En 1982, il y avait deux sources dominantes de nouvelle richesse : le pétrole et l'immobilier. Sur les 40 nouvelles fortunes en 1982, au moins 24 étaient principalement dues au pétrole ou à l'immobilier. Aujourd'hui, seul un petit nombre le sont : sur les 73 nouvelles fortunes en 2020, 4 étaient dues à l'immobilier et seulement 2 au pétrole.

En 2020, la plus grande source de nouvelle richesse était ce que l'on appelle parfois les entreprises "tech". Sur les 73 nouvelles fortunes, environ 30 proviennent de telles entreprises. Celles-ci sont particulièrement courantes parmi les plus riches des riches : 8 des 10 plus grandes fortunes en 2020 étaient de nouvelles fortunes de ce type.

On pourrait soutenir qu'il est légèrement trompeur de traiter la technologie comme une catégorie. Amazon n'est-il pas vraiment un détaillant, et Tesla un constructeur automobile ? Oui et non. Peut-être que dans 50 ans, quand ce que nous appelons la technologie sera tenu pour acquis, il ne semblera pas juste de placer ces deux entreprises dans la même catégorie. Mais pour le moment du moins, il y a certainement quelque chose qu'elles partagent en commun et qui les distingue. Quel détaillant lance AWS ? Quel constructeur automobile est dirigé par quelqu'un qui possède aussi une entreprise de fusées ?

Les entreprises technologiques derrière les 100 plus grandes fortunes forment également un groupe bien différencié en ce sens qu'elles sont toutes des entreprises dans lesquelles les capital-risqueurs investiraient volontiers, et les autres pas la plupart du temps. Et il y a une raison à cela : ce sont principalement des entreprises qui gagnent en ayant une meilleure technologie, plutôt qu'un simple PDG très motivé et doué pour les affaires.

Dans cette mesure, l'essor des entreprises technologiques représente un changement qualitatif. Les magnats du pétrole et de l'immobilier du Forbes 400 de 1982 n'ont pas gagné en créant une meilleure technologie. Ils ont gagné en étant très motivés et doués pour les affaires. [2] Et en effet, cette façon de s'enrichir est si ancienne qu'elle précède la Révolution Industrielle. Les courtisans qui s'enrichissaient au service (nominal) des maisons royales européennes aux XVIe et XVIIe siècles étaient aussi, en règle générale, très motivés et doués pour les affaires.

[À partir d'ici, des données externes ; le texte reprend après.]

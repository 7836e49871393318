//! Feature-Handler für AppCommand-Verarbeitung.
//!
//! Jeder Handler gruppiert die Command-Ausführung eines Feature-Bereichs.
//! Der Controller dispatcht an die passende Handler-Funktion.

pub mod editing;
pub mod history;
pub mod options;
pub mod pointer;
pub mod selection;
pub mod view;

Les gens qui ne regardent pas plus loin que le coefficient de Gini considèrent le monde de 1982 comme le bon vieux temps, parce que ceux qui s'enrichissaient alors ne devenaient pas aussi riches. Mais si l'on creuse la question de comment ils s'enrichissaient, le bon vieux temps ne semble pas si bon. En 1982, 84 % des 100 personnes les plus riches s'étaient enrichies par héritage, par l'extraction de ressources naturelles ou par des transactions immobilières. Est-ce vraiment mieux qu'un monde où les personnes les plus riches s'enrichissent en créant des entreprises technologiques ?

Pourquoi les gens créent-ils tant de nouvelles entreprises de plus qu'avant, et pourquoi s'enrichissent-ils autant grâce à cela ? La réponse à la première question, curieusement, est qu'elle est mal formulée. Nous ne devrions pas nous demander pourquoi les gens créent des entreprises, mais pourquoi ils créent des entreprises à nouveau. [3]

En 1892, le New York Herald Tribune a dressé une liste de tous les millionnaires en Amérique. Ils en ont trouvé 4047. Combien d'entre eux avaient alors hérité de leur fortune ? Seulement environ 20 %, ce qui est moins que la proportion d'héritiers aujourd'hui. Et quand on examine les sources des nouvelles fortunes, 1892 ressemble encore plus à aujourd'hui. Hugh Rockoff a constaté que "beaucoup des plus riches... ont acquis leur avantage initial grâce à la nouvelle technologie de la production de masse." [4]

Ce n'est donc pas 2020 qui est l'anomalie ici, mais 1982. La vraie question est de savoir pourquoi si peu de gens s'étaient enrichis en créant des entreprises en 1982. Et la réponse est que, même au moment où la liste du Herald Tribune était compilée, une vague de consolidation déferlait sur l'économie américaine. À la fin du XIXe et au début du XXe siècle, des financiers comme J. P. Morgan ont combiné des milliers de petites entreprises en quelques centaines de géantes dotées d'économies d'échelle dominantes. À la fin de la Seconde Guerre mondiale, comme l'écrit Michael Lind, "les principaux secteurs de l'économie étaient soit organisés en cartels soutenus par le gouvernement, soit dominés par quelques corporations oligopolistiques." [5]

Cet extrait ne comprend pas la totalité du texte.